In justifying the planned purchase of hundreds of billions of dollars of long-term bonds, Chairman Bernanke indicated that the goal is partly to lower long term interest rates relative to short term rates- which are already close to zero- and thereby stimulate longer term investments. A large purchase of long-term bonds would indeed lower long term rates relative to short -term rates, but the effect is not likely to be large. The reason is that long -term interest rates are essentially a weighted average of current and expected short-term rates, adjusted upwards for the greater riskiness and lower liquidity of long-term bonds. That is to say, the long-term shape of the interest rate yield curve is mainly determined by these fundamentals, and it is much less affected by changes in the relative supply of short and long-term assets.
Fed Chairman Bernanke wrote in an article in the Washington Post on November 4th that "The Federal Reserve cannot solve all the economy's problems on its own." The slowdown in the recovery of the American economy is not the result of Fed policy, and cannot be cured by yet another bout of open market operations. This is why the Fed should curtail, and better yet, eliminate its plans for QE2.
I will prepare and some day my chance will come.
Posted by: air yeezy | 11/14/2010 at 09:45 PM
"The reluctance of banks to lend has clearly been a factor in the slow down in the US recovery."
++++++ They've a structural problem don't they? If, as the Fed fears we're in a deflationary era housing prices and commercial R/E rents may fall with the borrower becoming "underwater". Business borrow for expansion, borrowing for contraction is ha! a form of selling out.
"The big constraint in the lending market is that both borrowers and lenders perceive considerable risk to investments."
+++++++++ Well close. In housing lenders "fear" continued deflation and combined with what happened in the zero down days insist on much higher downs, which the young prospective buyers (the only ones in the market just now) don't have.
Central banks and other participants in currency markets are expecting an eventual significant increase in prices in the United States.
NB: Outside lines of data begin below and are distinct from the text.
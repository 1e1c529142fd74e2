//! Built-in floor phrase table.
//!
//! Enumeration order is significant: a longer phrase must appear before any
//! shorter phrase it contains (`二十一楼` before `一楼`, `NINETY FIRST` before
//! `FIRST`, `FIRST FLOOR UNDERGROUND` before `FIRST`).  Lookup walks this
//! slice front to back and the first hit wins.

/// `(phrase, floor)` pairs in match-priority order.
pub static BUILTIN_FLOORS: &[(&str, i32)] = &[
    // Basement, 负N
    ("负一", -1), ("负二", -2), ("负三", -3), ("负四", -4), ("负五", -5),
    // Basement, 地下N
    ("地下一", -1), ("地下二", -2), ("地下三", -3), ("地下四", -4), ("地下五", -5),
    // 99..1 with 楼
    ("九十九楼", 99), ("九十八楼", 98), ("九十七楼", 97), ("九十六楼", 96), ("九十五楼", 95),
    ("九十四楼", 94), ("九十三楼", 93), ("九十二楼", 92), ("九十一楼", 91), ("九十楼", 90),
    ("八十九楼", 89), ("八十八楼", 88), ("八十七楼", 87), ("八十六楼", 86), ("八十五楼", 85),
    ("八十四楼", 84), ("八十三楼", 83), ("八十二楼", 82), ("八十一楼", 81), ("八十楼", 80),
    ("七十九楼", 79), ("七十八楼", 78), ("七十七楼", 77), ("七十六楼", 76), ("七十五楼", 75),
    ("七十四楼", 74), ("七十三楼", 73), ("七十二楼", 72), ("七十一楼", 71), ("七十楼", 70),
    ("六十九楼", 69), ("六十八楼", 68), ("六十七楼", 67), ("六十六楼", 66), ("六十五楼", 65),
    ("六十四楼", 64), ("六十三楼", 63), ("六十二楼", 62), ("六十一楼", 61), ("六十楼", 60),
    ("五十九楼", 59), ("五十八楼", 58), ("五十七楼", 57), ("五十六楼", 56), ("五十五楼", 55),
    ("五十四楼", 54), ("五十三楼", 53), ("五十二楼", 52), ("五十一楼", 51), ("五十楼", 50),
    ("四十九楼", 49), ("四十八楼", 48), ("四十七楼", 47), ("四十六楼", 46), ("四十五楼", 45),
    ("四十四楼", 44), ("四十三楼", 43), ("四十二楼", 42), ("四十一楼", 41), ("四十楼", 40),
    ("三十九楼", 39), ("三十八楼", 38), ("三十七楼", 37), ("三十六楼", 36), ("三十五楼", 35),
    ("三十四楼", 34), ("三十三楼", 33), ("三十二楼", 32), ("三十一楼", 31), ("三十楼", 30),
    ("二十九楼", 29), ("二十八楼", 28), ("二十七楼", 27), ("二十六楼", 26), ("二十五楼", 25),
    ("二十四楼", 24), ("二十三楼", 23), ("二十二楼", 22), ("二十一楼", 21), ("二十楼", 20),
    ("十九楼", 19), ("十八楼", 18), ("十七楼", 17), ("十六楼", 16), ("十五楼", 15),
    ("十四楼", 14), ("十三楼", 13), ("十二楼", 12), ("十一楼", 11), ("十楼", 10),
    ("九楼", 9), ("八楼", 8), ("七楼", 7), ("六楼", 6), ("五楼", 5),
    ("四楼", 4), ("三楼", 3), ("二楼", 2), ("两楼", 2), ("一楼", 1),
    // 99..1 with 层
    ("九十九层", 99), ("九十八层", 98), ("九十七层", 97), ("九十六层", 96), ("九十五层", 95),
    ("九十四层", 94), ("九十三层", 93), ("九十二层", 92), ("九十一层", 91), ("九十层", 90),
    ("八十九层", 89), ("八十八层", 88), ("八十七层", 87), ("八十六层", 86), ("八十五层", 85),
    ("八十四层", 84), ("八十三层", 83), ("八十二层", 82), ("八十一层", 81), ("八十层", 80),
    ("七十九层", 79), ("七十八层", 78), ("七十七层", 77), ("七十六层", 76), ("七十五层", 75),
    ("七十四层", 74), ("七十三层", 73), ("七十二层", 72), ("七十一层", 71), ("七十层", 70),
    ("六十九层", 69), ("六十八层", 68), ("六十七层", 67), ("六十六层", 66), ("六十五层", 65),
    ("六十四层", 64), ("六十三层", 63), ("六十二层", 62), ("六十一层", 61), ("六十层", 60),
    ("五十九层", 59), ("五十八层", 58), ("五十七层", 57), ("五十六层", 56), ("五十五层", 55),
    ("五十四层", 54), ("五十三层", 53), ("五十二层", 52), ("五十一层", 51), ("五十层", 50),
    ("四十九层", 49), ("四十八层", 48), ("四十七层", 47), ("四十六层", 46), ("四十五层", 45),
    ("四十四层", 44), ("四十三层", 43), ("四十二层", 42), ("四十一层", 41), ("四十层", 40),
    ("三十九层", 39), ("三十八层", 38), ("三十七层", 37), ("三十六层", 36), ("三十五层", 35),
    ("三十四层", 34), ("三十三层", 33), ("三十二层", 32), ("三十一层", 31), ("三十层", 30),
    ("二十九层", 29), ("二十八层", 28), ("二十七层", 27), ("二十六层", 26), ("二十五层", 25),
    ("二十四层", 24), ("二十三层", 23), ("二十二层", 22), ("二十一层", 21), ("二十层", 20),
    ("十九层", 19), ("十八层", 18), ("十七层", 17), ("十六层", 16), ("十五层", 15),
    ("十四层", 14), ("十三层", 13), ("十二层", 12), ("十一层", 11), ("十层", 10),
    ("九层", 9), ("八层", 8), ("七层", 7), ("六层", 6), ("五层", 5),
    ("四层", 4), ("三层", 3), ("二层", 2), ("两层", 2), ("一层", 1),
    // English basement ordinals
    ("FIFTH FLOOR UNDERGROUND", -5), ("FOURTH FLOOR UNDERGROUND", -4), ("THIRD FLOOR UNDERGROUND", -3), ("SECOND FLOOR UNDERGROUND", -2), ("FIRST FLOOR UNDERGROUND", -1),
    // English ordinals, 99..1
    ("NINETY NINTH", 99), ("NINETY EIGHTH", 98), ("NINETY SEVENTH", 97), ("NINETY SIXTH", 96), ("NINETY FIFTH", 95),
    ("NINETY FOURTH", 94), ("NINETY THIRD", 93), ("NINETY SECOND", 92), ("NINETY FIRST", 91), ("NINETIETH", 90),
    ("EIGHTY NINTH", 89), ("EIGHTY EIGHTH", 88), ("EIGHTY SEVENTH", 87), ("EIGHTY SIXTH", 86), ("EIGHTY FIFTH", 85),
    ("EIGHTY FOURTH", 84), ("EIGHTY THIRD", 83), ("EIGHTY SECOND", 82), ("EIGHTY FIRST", 81), ("EIGHTIETH", 80),
    ("SEVENTY NINTH", 79), ("SEVENTY EIGHTH", 78), ("SEVENTY SEVENTH", 77), ("SEVENTY SIXTH", 76), ("SEVENTY FIFTH", 75),
    ("SEVENTY FOURTH", 74), ("SEVENTY THIRD", 73), ("SEVENTY SECOND", 72), ("SEVENTY FIRST", 71), ("SEVENTIETH", 70),
    ("SIXTY NINTH", 69), ("SIXTY EIGHTH", 68), ("SIXTY SEVENTH", 67), ("SIXTY SIXTH", 66), ("SIXTY FIFTH", 65),
    ("SIXTY FOURTH", 64), ("SIXTY THIRD", 63), ("SIXTY SECOND", 62), ("SIXTY FIRST", 61), ("SIXTIETH", 60),
    ("FIFTY NINTH", 59), ("FIFTY EIGHTH", 58), ("FIFTY SEVENTH", 57), ("FIFTY SIXTH", 56), ("FIFTY FIFTH", 55),
    ("FIFTY FOURTH", 54), ("FIFTY THIRD", 53), ("FIFTY SECOND", 52), ("FIFTY FIRST", 51), ("FIFTIETH", 50),
    ("FORTY NINTH", 49), ("FORTY EIGHTH", 48), ("FORTY SEVENTH", 47), ("FORTY SIXTH", 46), ("FORTY FIFTH", 45),
    ("FORTY FOURTH", 44), ("FORTY THIRD", 43), ("FORTY SECOND", 42), ("FORTY FIRST", 41), ("FORTIETH", 40),
    ("THIRTY NINTH", 39), ("THIRTY EIGHTH", 38), ("THIRTY SEVENTH", 37), ("THIRTY SIXTH", 36), ("THIRTY FIFTH", 35),
    ("THIRTY FOURTH", 34), ("THIRTY THIRD", 33), ("THIRTY SECOND", 32), ("THIRTY FIRST", 31), ("THIRTIETH", 30),
    ("TWENTY NINTH", 29), ("TWENTY EIGHTH", 28), ("TWENTY SEVENTH", 27), ("TWENTY SIXTH", 26), ("TWENTY FIFTH", 25),
    ("TWENTY FOURTH", 24), ("TWENTY THIRD", 23), ("TWENTY SECOND", 22), ("TWENTY FIRST", 21), ("TWENTIETH", 20),
    ("NINETEENTH", 19), ("EIGHTEENTH", 18), ("SEVENTEENTH", 17), ("SIXTEENTH", 16), ("FIFTEENTH", 15),
    ("FOURTEENTH", 14), ("THIRTEENTH", 13), ("TWELFTH", 12), ("ELEVENTH", 11), ("TENTH", 10),
    ("NINTH", 9), ("EIGHTH", 8), ("SEVENTH", 7), ("SIXTH", 6), ("FIFTH", 5),
    ("FOURTH", 4), ("THIRD", 3), ("SECOND", 2), ("FIRST", 1),
];

#[cfg(test)]
mod tests {
    use super::*;

    #[test]
    fn table_covers_every_locale_form() {
        // 5 + 5 basement, 99 + 1 per Chinese unit word, 5 + 99 English.
        assert_eq!(BUILTIN_FLOORS.len(), 10 + 100 + 100 + 5 + 99);
    }

    #[test]
    fn phrases_are_unique() {
        let mut seen = std::collections::HashSet::new();
        for (phrase, _) in BUILTIN_FLOORS {
            assert!(seen.insert(*phrase), "duplicate phrase {phrase}");
        }
    }

    #[test]
    fn english_phrases_are_upper_case() {
        for (phrase, _) in BUILTIN_FLOORS {
            assert!(!phrase.chars().any(|c| c.is_ascii_lowercase()), "{phrase}");
        }
    }
}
This is why they have been trying to reduce their holdings of dollar-denominated assets that would decline in real value with inflation.
+++++++ If they were dead wrong would it be a first?
Fed Chairman Bernanke wrote in an article in the Washington Post on November 4th that "The Federal Reserve cannot solve all the economy's problems on its own." The slowdown in the recovery of the American economy is not the result of Fed policy, and cannot be cured by yet another bout of open market operations.
+++++++ Indeed! But our erudite scholar of the Depression era sees far more risk of adding to the problem than that of inflation. And? just perhaps? he/they are enough of politicians to fire the first warning salvo that we aren't to be the dumping grounds for unemployment ills of the world even if our own WS thieves were the cause of the worldwide recession.
Posted by: Jack | 11/14/2010 at 10:08 PM
Looking at the US from Asia:
You have invariably seen those cartoons with the boat where its own passengers are trying to propel it by blowing on their own sails. I would use that to illustrate to economics students the effect of most macroeconomic manipulations. Wrapped up in the technical jargon of modern economics, such manipulations attempt to convince that prosperity can be enhanced without altering the overall fundamental long-term motivation to produce.
Such a boat is the current US economy. People are being rewarded for rowing less while those that row harder or are working on new engine designs face an ever decreasing reward for their work. So, naturally, fewer and fewer people row and/or row less intensely. The boat is loosing speed. Meanwhile, macro-economists have rounded up various groups of passengers to blow on the sails of the ship as the last great hope to get the ship moving. While true appreciation of the futility analogy requires knowledge of elementary physics, most people will understand it at some intuitive level. So someone please make a cartoon…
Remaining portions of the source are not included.